Grover Norquist, urging lobbying reform [sic], via Michael Scherer in Salon:
"If you put the birthday cake under the sink the cockroaches will find it," Norquist said, in a telephone interview Wednesday afternoon. "Get rid of the cake and you will get rid of the cockroaches."
Not surprisingly Mr. Riley, longtime cuisinier, disagrees: "First, turn the lights on. Step on all the cockroaches, beginning with the fattest, making sure to get every last one. Savor the crunch under your boot. Then put the cake where it belongs."
I love you. Have I mentioned I love you? I do. I would marry your cat just to be allowed to live in your home and bask in your wit and wisdom and occasional boot-oriented Grover Norquist fantasy.
Honest to Pete: Extermination tips from the head roach? Who says the man lacks irony!
While I greatly appreciate Mr. Riley's household tips (and hope to see many more of them), in all fairness to Grover, what I think he actually meant was, "Indian tribes don't deserve cake. If we take the cake away from them, it won't attract cockroaches. Therefore, anybody who took their money via my buddy Jack performed a great service to society by helping to keep temptation away from the Democrats."
I was thinking more along the lines of drowning them all in the bathtub, but I can also endorse the visceral pleasure of your approach.
I should say something snarky here, but seriously, birthday cake and cockroaches? WTF?
So, wait, Corndog's putting the cake in the tub? Or holding them under one at a time or what?
And Doghouse is putting the cake under the sink, but only long enough to draw out the cockroaches so they can be crunched?
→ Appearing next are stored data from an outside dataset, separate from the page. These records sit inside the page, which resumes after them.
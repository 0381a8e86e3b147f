//! CLI argument definitions and shared statics.

use clap::{ArgAction, Parser, Subcommand, ValueEnum};
use std::path::PathBuf;
use std::sync::OnceLock;

pub static FILE_GUARD: OnceLock<tracing_appender::non_blocking::WorkerGuard> = OnceLock::new();
/// Whether the user asked for JSON output (controls structured error output).
pub static JSON_MODE: OnceLock<bool> = OnceLock::new();

#[derive(Parser, Debug)]
#[command(name = "runout", version, about = "Filament runout sensor monitor")]
pub struct Cli {
    /// Path to config TOML
    #[arg(long, value_name = "FILE", default_value = "etc/runout.toml")]
    pub config: PathBuf,

    /// Log and report errors as JSON lines instead of pretty text
    #[arg(long, action = ArgAction::SetTrue)]
    pub json: bool,

    /// Log level (error|warn|info|debug|trace); RUST_LOG takes precedence
    #[arg(long = "log-level", value_name = "LEVEL")]
    pub log_level: Option<String>,

    /// Command to execute
    #[command(subcommand)]
    pub cmd: Commands,
}

#[derive(Copy, Clone, Debug, Eq, PartialEq, ValueEnum)]
pub enum CliPower {
    Grounded,
    Powered,
}

#[derive(Copy, Clone, Debug, Eq, PartialEq, ValueEnum)]
pub enum CliTrigger {
    Open,
    Closed,
}

#[derive(Copy, Clone, Debug, Eq, PartialEq, ValueEnum)]
pub enum CliNumbering {
    Board,
    Bcm,
}

#[derive(Subcommand, Debug)]
pub enum Commands {
    /// Monitor the sensor, bridging host events over stdin/stdout
    #[command(
        long_about = "Monitor the sensor for one printer connection.\n\nstdin takes one directive per line: `event <name>`, `send <command>`, `recv <line>`, `level <0|1>`, `wait <ms>`, `reload`, `quit`.\nstdout carries one JSON object per line: printer actions (`command`, `cancel`, `pause`), `notice` and `filamentStatus`."
    )]
    Run {
        /// Use a simulated sensor line starting at this level (0 or 1)
        #[arg(long, value_name = "LEVEL", value_parser = clap::value_parser!(u8).range(0..=1))]
        sim_level: Option<u8>,
    },
    /// Take one debounced reading and report whether the sensor is triggered
    TestSensor {
        /// Override sensor.pin
        #[arg(long)]
        pin: Option<u8>,
        /// Override sensor.power
        #[arg(long, value_enum)]
        power: Option<CliPower>,
        /// Override sensor.trigger
        #[arg(long, value_enum)]
        trigger: Option<CliTrigger>,
        /// Override sensor.numbering
        #[arg(long, value_enum)]
        numbering: Option<CliNumbering>,
        /// Read a simulated line at this level (0 or 1) instead of GPIO
        #[arg(long, value_name = "LEVEL", value_parser = clap::value_parser!(u8).range(0..=1))]
        sim_level: Option<u8>,
    },
    /// Load and validate the config, then print a summary
    CheckConfig,
}

impl From<CliPower> for runout_config::Power {
    fn from(p: CliPower) -> Self {
        match p {
            CliPower::Grounded => runout_config::Power::Grounded,
            CliPower::Powered => runout_config::Power::Powered,
        }
    }
}

impl From<CliTrigger> for runout_config::Trigger {
    fn from(t: CliTrigger) -> Self {
        match t {
            CliTrigger::Open => runout_config::Trigger::Open,
            CliTrigger::Closed => runout_config::Trigger::Closed,
        }
    }
}

impl From<CliNumbering> for runout_config::Numbering {
    fn from(n: CliNumbering) -> Self {
        match n {
            CliNumbering::Board => runout_config::Numbering::Board,
            CliNumbering::Bcm => runout_config::Numbering::Bcm,
        }
    }
}
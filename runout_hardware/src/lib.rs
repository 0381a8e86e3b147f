//! Sensor pin drivers: a simulated pin for development and tests, and the
//! Raspberry Pi GPIO pin behind the `hardware` feature (Linux only).

pub mod bounce;
pub mod error;
#[cfg(all(feature = "hardware", target_os = "linux"))]
pub mod gpio;
pub mod sim;

pub use error::HwError;
pub use sim::{SimHandle, SimulatedPin};

#[cfg(test)]
mod tests {
    use super::*;
    use runout_traits::{Level, SensorPin};

    #[test]
    fn simulated_pin_reads_handle_level() {
        let (mut pin, handle) = SimulatedPin::new(17, Level::Low);
        assert_eq!(pin.read().ok(), Some(Level::Low));
        handle.set(Level::High);
        assert_eq!(pin.read().ok(), Some(Level::High));
        assert_eq!(pin.bcm(), 17);
    }
}
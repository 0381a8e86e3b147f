//! Threads around the monitor.
//!
//! `Runtime::spawn` starts the monitor thread, which owns the [`Monitor`] and
//! a [`SensorWorker`]. Callers on any thread post events through the
//! `Runtime` handle; the G-code intercepts return the line unchanged
//! immediately and never wait for the monitor.
//!
//! The probe retry timer lives in the monitor loop as a crossbeam timer
//! channel; cancelling it swaps in a channel that never fires.

use std::sync::Arc;
use std::sync::atomic::{AtomicU64, Ordering};
use std::thread::JoinHandle;

use crossbeam_channel as xch;
use eyre::WrapErr;
use runout_traits::{Clock, Notifier, Printer};

use crate::config::SensorConfig;
use crate::coordinator::{Event, LifecycleEvent, Monitor, Task};
use crate::error::Result;
use crate::worker::{PinFactory, Request, SensorWorker};

pub struct Runtime {
    events: xch::Sender<Event>,
    join_handle: Option<JoinHandle<()>>,
}

impl Runtime {
    pub fn spawn<P, N, C>(
        config: SensorConfig,
        printer: P,
        notifier: N,
        factory: PinFactory,
        clock: C,
    ) -> Result<Self>
    where
        P: Printer + Send + 'static,
        N: Notifier + Send + 'static,
        C: Clock + Clone + Send + 'static,
    {
        let (tx, rx) = xch::unbounded();
        let epoch = Arc::new(AtomicU64::new(0));
        let worker = SensorWorker::spawn(factory, clock, epoch.clone(), tx.clone())
            .wrap_err("start sensor worker")?;
        let mut monitor = Monitor::new(config, printer, notifier);
        let join_handle = std::thread::Builder::new()
            .name("runout-monitor".into())
            .spawn(move || {
                monitor.start();
                let mut exec = Executor {
                    worker,
                    epoch,
                    retry: xch::never(),
                };
                exec.run(&mut monitor);
                loop {
                    let mut retry_due = false;
                    xch::select! {
                        recv(rx) -> ev => {
                            let Ok(ev) = ev else { break };
                            if matches!(ev, Event::Shutdown) {
                                tracing::debug!("monitor received shutdown signal");
                                break;
                            }
                            monitor.handle(ev);
                        }
                        recv(exec.retry) -> _ => retry_due = true,
                    }
                    if retry_due {
                        exec.retry = xch::never();
                        monitor.handle(Event::ProbeRetryDue);
                    }
                    exec.run(&mut monitor);
                }
                // joins the worker before the monitor goes away
                drop(exec);
                tracing::trace!("monitor thread exiting cleanly");
            })
            .wrap_err("spawn monitor thread")?;
        Ok(Self {
            events: tx,
            join_handle: Some(join_handle),
        })
    }

    /// False once the monitor has stopped.
    pub fn post(&self, event: Event) -> bool {
        self.events.send(event).is_ok()
    }

    /// Outgoing-command intercept. Returns `command` unchanged.
    pub fn before_send<'a>(&self, command: &'a str) -> &'a str {
        self.post(Event::Outgoing(command.to_string()));
        command
    }

    /// Response-line intercept. Returns `line` unchanged.
    pub fn on_response_line<'a>(&self, line: &'a str) -> &'a str {
        self.post(Event::Response(line.to_string()));
        line
    }

    pub fn lifecycle(&self, event: LifecycleEvent) {
        self.post(Event::Lifecycle(event));
    }

    pub fn settings_saved(&self, config: runout_config::Config) {
        self.post(Event::SettingsSaved(Box::new(config)));
    }

    /// Stop after the events already posted have been handled.
    pub fn shutdown(mut self) {
        self.stop();
    }

    fn stop(&mut self) {
        let _ = self.events.send(Event::Shutdown);
        if let Some(handle) = self.join_handle.take() {
            match handle.join() {
                Ok(()) => tracing::trace!("monitor thread joined"),
                Err(e) => tracing::warn!(?e, "monitor thread panicked during shutdown"),
            }
        }
    }
}

impl Drop for Runtime {
    fn drop(&mut self) {
        self.stop();
    }
}

/// Carries out the monitor's tasks on the monitor thread.
struct Executor {
    worker: SensorWorker,
    epoch: Arc<AtomicU64>,
    retry: xch::Receiver<std::time::Instant>,
}

impl Executor {
    fn run<P: Printer, N: Notifier>(&mut self, monitor: &mut Monitor<P, N>) {
        for task in monitor.drain_tasks() {
            let delivered = match task {
                Task::Sample { purpose, epoch } => {
                    self.worker.request(Request::Sample { purpose, epoch })
                }
                Task::Arm => self.worker.request(Request::Arm),
                Task::Disarm => self.worker.request(Request::Disarm),
                Task::Bind(config) => self.worker.request(Request::Bind(config)),
                Task::StartRetryTimer(delay) => {
                    self.retry = xch::after(delay);
                    true
                }
                Task::CancelRetryTimer => {
                    self.retry = xch::never();
                    true
                }
                Task::Cancel { epoch } => {
                    self.epoch.store(epoch, Ordering::Release);
                    true
                }
            };
            if !delivered {
                tracing::warn!("sensor worker stopped; task dropped");
            }
        }
    }
}

#[cfg(test)]
mod tests {
    use super::*;
    use crate::config::PinId;
    use crate::coordinator::RUNOUT_MESSAGE;
    use crate::mocks::{PinHandle, RecordingNotifier, RecordingPrinter, ScriptedPin};
    use runout_traits::{Level, ManualClock, SensorPin};
    use std::time::{Duration, Instant};

    fn wait_for(mut cond: impl FnMut() -> bool) -> bool {
        let deadline = Instant::now() + Duration::from_secs(3);
        while Instant::now() < deadline {
            if cond() {
                return true;
            }
            std::thread::sleep(Duration::from_millis(5));
        }
        cond()
    }

    fn spawn(level: Level) -> (Runtime, RecordingPrinter, RecordingNotifier, PinHandle) {
        let (pin, handle) = ScriptedPin::new(level);
        let mut slot = Some(pin);
        let factory: PinFactory = Box::new(move |_, _| {
            slot.take()
                .map(|p| Box::new(p) as Box<dyn SensorPin + Send>)
                .ok_or_else(|| "pin already taken".into())
        });
        let config = SensorConfig {
            pin: Some(PinId { number: 11, bcm: 17 }),
            probe_retry: Duration::from_millis(10),
            ..SensorConfig::default()
        };
        let printer = RecordingPrinter::default();
        let notifier = RecordingNotifier::default();
        let rt = Runtime::spawn(
            config,
            printer.clone(),
            notifier.clone(),
            factory,
            ManualClock::new(),
        )
        .expect("spawn");
        (rt, printer, notifier, handle)
    }

    #[test]
    fn intercepts_pass_lines_through() {
        let (rt, _, _, _) = spawn(Level::Low);
        assert_eq!(rt.before_send("G1 X10"), "G1 X10");
        assert_eq!(rt.on_response_line("ok"), "ok");
        rt.shutdown();
    }

    #[test]
    fn edge_during_print_sends_change_command() {
        let (rt, printer, notifier, pin) = spawn(Level::Low);
        rt.lifecycle(LifecycleEvent::PrintStarted);
        assert!(wait_for(|| pin.armed()));
        pin.set_level(Level::High);
        assert!(wait_for(|| printer.commands() == ["M600 X0 Y0"]));
        assert!(notifier.messages().contains(&RUNOUT_MESSAGE.to_string()));
        rt.shutdown();
    }

    #[test]
    fn probe_retries_until_answered() {
        let (rt, printer, _, _) = spawn(Level::Low);
        rt.lifecycle(LifecycleEvent::Connected);
        rt.on_response_line("T:20.0 /0.0");
        assert!(wait_for(|| printer.commands().len() == 2));
        rt.on_response_line("ok");
        std::thread::sleep(Duration::from_millis(50));
        assert_eq!(printer.commands(), vec!["M603", "M603"]);
    }

    #[test]
    fn drop_disarms_pin() {
        let (rt, _, _, pin) = spawn(Level::Low);
        rt.lifecycle(LifecycleEvent::PrintStarted);
        assert!(wait_for(|| pin.armed()));
        drop(rt);
        assert!(!pin.armed());
    }
}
I just want to eat cake in a cockroach-free environment. Is that so wrong?
Who moved my cake?
Kathy, you are correct, save in one particular: Mr. Riley did not put the cake under the sink. Mr. Riley covers the cut ends of the cake with slices of bread, wraps the thing in plastic after first inserting toothpicks to hold the wrap off the frosting, then refrigerates or tins as dictated by the ingredients.
But someone put the cake under the sink. Possibly the same person who earlier left it out in the rain, which we all had to hear about ad nauseum. You'll have this sort of thing in a cooperative effort once in a while. That person should be fired. Or stepped on. Mr. Riley is merely volunteering to supervise the cleanup.
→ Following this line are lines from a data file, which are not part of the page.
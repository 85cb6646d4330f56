//! Disk-strand access to the metadata catalog.
//!
//! Every catalog invocation from any pipeline stage funnels through one
//! strand bound to the Disk class, so the catalog never sees concurrent
//! writers and at most one request is in flight at a time.

use std::sync::{Arc, Mutex};

use anyhow::Error;

use pex_api_types::{Block, BundleAnnotations, Snapshot};
use pex_datastore::{AnnotatedBundleData, MetadataCatalog};

use crate::executor::Strand;

pub struct CatalogClient {
    strand: Strand,
    catalog: Arc<Mutex<MetadataCatalog>>,
}

impl CatalogClient {
    pub fn new(strand: Strand, catalog: MetadataCatalog) -> Arc<Self> {
        Arc::new(Self {
            strand,
            catalog: Arc::new(Mutex::new(catalog)),
        })
    }

    pub async fn get_latest_snapshot(&self, path: String) -> Result<Option<Snapshot>, Error> {
        let catalog = Arc::clone(&self.catalog);
        self.strand
            .run(move || catalog.lock().unwrap().get_latest_snapshot(&path))
            .await?
    }

    /// Record the snapshot; returns it with all ids assigned.
    pub async fn record_new_snapshot(&self, mut snapshot: Snapshot) -> Result<Snapshot, Error> {
        let catalog = Arc::clone(&self.catalog);
        self.strand
            .run(move || {
                catalog
                    .lock()
                    .unwrap()
                    .record_new_snapshot(&mut snapshot)
                    .map(|_| snapshot)
            })
            .await?
    }

    pub async fn get_latest_bundle_for_block(
        &self,
        block: Block,
    ) -> Result<Option<BundleAnnotations>, Error> {
        let catalog = Arc::clone(&self.catalog);
        self.strand
            .run(move || catalog.lock().unwrap().get_latest_bundle_for_block(&block))
            .await?
    }

    /// Record the bundle; returns it with the local id assigned.
    pub async fn record_new_bundle(
        &self,
        mut bundle: AnnotatedBundleData,
    ) -> Result<AnnotatedBundleData, Error> {
        let catalog = Arc::clone(&self.catalog);
        self.strand
            .run(move || {
                catalog
                    .lock()
                    .unwrap()
                    .record_new_bundle(&mut bundle)
                    .map(|_| bundle)
            })
            .await?
    }

    pub async fn record_uploaded_bundle(
        &self,
        server_id: i64,
        bundle: Arc<AnnotatedBundleData>,
    ) -> Result<(), Error> {
        let catalog = Arc::clone(&self.catalog);
        self.strand
            .run(move || {
                catalog
                    .lock()
                    .unwrap()
                    .record_uploaded_bundle(server_id, &bundle)
            })
            .await?
    }
}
Someone left the cake out in the rain
Slices of bread? Really?
I, for one, welcome our cake-eating cockroach overlords.
Oh my stars, you all are so funny, and in one case, beating me to the punch: I was going to make some snotty remark about that stupid old "MacArthur's Park" song, which
bob loblaw already cited. About "all the sweet green icing flowing doooownnn...." Hmm. Well, those republithugian roaches need to flow down the drain, the ultimate swirly. We should get so lucky...
Thanks so much for the chuckles and chorltes on this aWFUL, wet cold rainy day up in Seattle. kathyr, believe me, your LA-ian unrelenting sunlight sounds fabulous to me at the moment!
norquist -- tool, but not a useful one, like a hammer or a saw.
and DAMN, folks! you beat me to the cake-out-in-the-rain post.
I really don't want to read the article at Salon, but WTF? Someone's asking Norquist to comment on the Abramoff scandal? The only freaking question that anyone should be asking him is, "Grover, why don't you tell the folks back home what you're doing to keep your ass out of the prison cell that you and Ralph Reed deserve to share with Abramoff?"
I love argument by metaphor!
Look at the infantile metaphors we are reduced to in our crucial discussions when American fascists are allowed to frame the discourse! Oh well, here goes:
A lot of people like birthday cake, Grover - and it takes a real moron to leave one under the sink in the first place.
They should be left out in the open on the counter, covered with a transparent protective cover designed for that purpose. Any diseased insects seen approaching for their own engorgement can be easily squashed. Then you can poison the rest of the vile little vermin that hide from sight - foraging, defiling, and destroying when the lights are out - while the cake's protective shield remains intact and unobscured.